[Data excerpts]
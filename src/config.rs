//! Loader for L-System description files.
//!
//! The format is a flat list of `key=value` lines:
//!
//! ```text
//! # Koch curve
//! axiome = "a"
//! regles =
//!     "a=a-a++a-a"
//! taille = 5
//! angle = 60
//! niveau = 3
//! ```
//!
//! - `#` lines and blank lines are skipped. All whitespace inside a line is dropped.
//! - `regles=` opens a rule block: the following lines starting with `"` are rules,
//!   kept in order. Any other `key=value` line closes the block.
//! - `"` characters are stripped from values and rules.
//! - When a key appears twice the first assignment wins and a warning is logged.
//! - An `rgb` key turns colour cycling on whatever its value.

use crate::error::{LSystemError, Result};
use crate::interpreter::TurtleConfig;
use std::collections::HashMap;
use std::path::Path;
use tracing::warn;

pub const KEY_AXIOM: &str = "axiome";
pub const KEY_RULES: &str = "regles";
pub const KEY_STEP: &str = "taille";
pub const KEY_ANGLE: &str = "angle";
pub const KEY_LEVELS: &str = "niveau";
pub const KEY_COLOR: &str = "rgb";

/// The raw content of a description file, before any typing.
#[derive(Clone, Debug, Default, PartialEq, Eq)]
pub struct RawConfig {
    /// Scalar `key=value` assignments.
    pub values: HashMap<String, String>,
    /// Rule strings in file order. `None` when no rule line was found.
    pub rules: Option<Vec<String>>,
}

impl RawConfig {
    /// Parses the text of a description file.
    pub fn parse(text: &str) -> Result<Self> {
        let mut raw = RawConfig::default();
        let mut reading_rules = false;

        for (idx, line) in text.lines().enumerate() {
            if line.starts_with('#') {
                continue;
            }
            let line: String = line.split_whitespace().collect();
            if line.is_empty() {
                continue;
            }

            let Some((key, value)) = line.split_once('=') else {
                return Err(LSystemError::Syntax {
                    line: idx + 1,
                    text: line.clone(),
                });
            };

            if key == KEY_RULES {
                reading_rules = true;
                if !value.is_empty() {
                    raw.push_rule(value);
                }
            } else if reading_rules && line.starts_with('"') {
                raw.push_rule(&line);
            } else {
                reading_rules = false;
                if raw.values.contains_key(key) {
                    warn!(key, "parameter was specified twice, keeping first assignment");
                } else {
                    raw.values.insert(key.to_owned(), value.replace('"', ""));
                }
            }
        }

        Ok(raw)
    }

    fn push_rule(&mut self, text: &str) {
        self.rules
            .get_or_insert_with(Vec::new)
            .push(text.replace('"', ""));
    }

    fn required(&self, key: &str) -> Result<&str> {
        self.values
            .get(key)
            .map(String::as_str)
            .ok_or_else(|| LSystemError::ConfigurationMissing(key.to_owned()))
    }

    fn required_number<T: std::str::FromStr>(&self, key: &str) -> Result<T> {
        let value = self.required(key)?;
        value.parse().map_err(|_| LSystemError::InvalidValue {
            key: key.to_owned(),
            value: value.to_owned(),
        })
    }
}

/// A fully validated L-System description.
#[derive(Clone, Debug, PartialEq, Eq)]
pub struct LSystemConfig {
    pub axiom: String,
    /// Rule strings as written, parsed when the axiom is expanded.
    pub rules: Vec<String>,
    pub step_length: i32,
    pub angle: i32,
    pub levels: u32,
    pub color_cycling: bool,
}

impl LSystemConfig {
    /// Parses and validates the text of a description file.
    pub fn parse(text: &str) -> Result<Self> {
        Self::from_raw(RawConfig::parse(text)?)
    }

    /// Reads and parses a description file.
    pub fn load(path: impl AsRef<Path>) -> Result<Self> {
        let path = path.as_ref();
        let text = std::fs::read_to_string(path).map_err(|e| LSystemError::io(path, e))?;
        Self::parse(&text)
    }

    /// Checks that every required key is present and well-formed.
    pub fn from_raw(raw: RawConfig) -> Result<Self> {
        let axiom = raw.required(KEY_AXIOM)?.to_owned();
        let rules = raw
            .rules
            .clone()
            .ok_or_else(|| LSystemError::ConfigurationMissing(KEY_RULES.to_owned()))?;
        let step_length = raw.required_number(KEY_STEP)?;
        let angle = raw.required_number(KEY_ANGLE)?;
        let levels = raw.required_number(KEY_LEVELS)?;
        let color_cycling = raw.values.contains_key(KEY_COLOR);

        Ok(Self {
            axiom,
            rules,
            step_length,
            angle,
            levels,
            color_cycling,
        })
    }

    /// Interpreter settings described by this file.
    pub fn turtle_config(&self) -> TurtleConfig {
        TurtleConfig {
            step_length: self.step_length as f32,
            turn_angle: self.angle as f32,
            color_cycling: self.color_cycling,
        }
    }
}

Problem to solve: Repeat all of the records, letter for letter.

Output of the task:
filename src/config.rs
//! Loader for L-System description files.
//!
//! The format is a flat list of `key=value` lines:
//!
//! ```text
//! # Koch curve
//! axiome = "a"
//! regles =
//!     "a=a-a++a-a"
//! taille = 5
//! angle = 60
//! niveau = 3
//! ```
//!
//! - `#` lines and blank lines are skipped. All whitespace inside a line is dropped.
//! - `regles=` opens a rule block: the following lines starting with `"` are rules,
//!   kept in order. Any other `key=value` line closes the block.
//! - `"` characters are stripped from values and rules.
//! - When a key appears twice the first assignment wins and a warning is logged.
//! - An `rgb` key turns colour cycling on whatever its value.

use crate::error::{LSystemError, Result};
use crate::interpreter::TurtleConfig;
use std::collections::HashMap;
use std::path::Path;
use tracing::warn;

pub const KEY_AXIOM: &str = "axiome";
pub const KEY_RULES: &str = "regles";
pub const KEY_STEP: &str = "taille";
pub const KEY_ANGLE: &str = "angle";
pub const KEY_LEVELS: &str = "niveau";
pub const KEY_COLOR: &str = "rgb";

/// The raw content of a description file, before any typing.
#[derive(Clone, Debug, Default, PartialEq, Eq)]
pub struct RawConfig {
    /// Scalar `key=value` assignments.
    pub values: HashMap<String, String>,
    /// Rule strings in file order. `None` when no rule line was found.
    pub rules: Option<Vec<String>>,
}

impl RawConfig {
    /// Parses the text of a description file.
    pub fn parse(text: &str) -> Result<Self> {
        let mut raw = RawConfig::default();
        let mut reading_rules = false;

        for (idx, line) in text.lines().enumerate() {
            if line.starts_with('#') {
                continue;
            }
            let line: String = line.split_whitespace().collect();
            if line.is_empty() {
                continue;
            }

            let Some((key, value)) = line.split_once('=') else {
                return Err(LSystemError::Syntax {
                    line: idx + 1,
                    text: line.clone(),
                });
            };

            if key == KEY_RULES {
                reading_rules = true;
                if !value.is_empty() {
                    raw.push_rule(value);
                }
            } else if reading_rules && line.starts_with('"') {
                raw.push_rule(&line);
            } else {
                reading_rules = false;
                if raw.values.contains_key(key) {
                    warn!(key, "parameter was specified twice, keeping first assignment");
                } else {
                    raw.values.insert(key.to_owned(), value.replace('"', ""));
                }
            }
        }

        Ok(raw)
    }

    fn push_rule(&mut self, text: &str) {
        self.rules
            .get_or_insert_with(Vec::new)
            .push(text.replace('"', ""));
    }

    fn required(&self, key: &str) -> Result<&str> {
        self.values
            .get(key)
            .map(String::as_str)
            .ok_or_else(|| LSystemError::ConfigurationMissing(key.to_owned()))
    }

    fn required_number<T: std::str::FromStr>(&self, key: &str) -> Result<T> {
        let value = self.required(key)?;
        value.parse().map_err(|_| LSystemError::InvalidValue {
            key: key.to_owned(),
            value: value.to_owned(),
        })
    }
}

/// A fully validated L-System description.
#[derive(Clone, Debug, PartialEq, Eq)]
pub struct LSystemConfig {
    pub axiom: String,
    /// Rule strings as written, parsed when the axiom is expanded.
    pub rules: Vec<String>,
    pub step_length: i32,
    pub angle: i32,
    pub levels: u32,
    pub color_cycling: bool,
}

impl LSystemConfig {
    /// Parses and validates the text of a description file.
    pub fn parse(text: &str) -> Result<Self> {
        Self::from_raw(RawConfig::parse(text)?)
    }

    /// Reads and parses a description file.
    pub fn load(path: impl AsRef<Path>) -> Result<Self> {
        let path = path.as_ref();
        let text = std::fs::read_to_string(path).map_err(|e| LSystemError::io(path, e))?;
        Self::parse(&text)
    }

    /// Checks that every required key is present and well-formed.
    pub fn from_raw(raw: RawConfig) -> Result<Self> {
        let axiom = raw.required(KEY_AXIOM)?.to_owned();
        let rules = raw
            .rules
            .clone()
            .ok_or_else(|| LSystemError::ConfigurationMissing(KEY_RULES.to_owned()))?;
        let step_length = raw.required_number(KEY_STEP)?;
        let angle = raw.required_number(KEY_ANGLE)?;
        let levels = raw.required_number(KEY_LEVELS)?;
        let color_cycling = raw.values.contains_key(KEY_COLOR);

        Ok(Self {
            axiom,
            rules,
            step_length,
            angle,
            levels,
            color_cycling,
        })
    }

    /// Interpreter settings described by this file.
    pub fn turtle_config(&self) -> TurtleConfig {
        TurtleConfig {
            step_length: self.step_length as f32,
            turn_angle: self.angle as f32,
            color_cycling: self.color_cycling,
        }
    }
}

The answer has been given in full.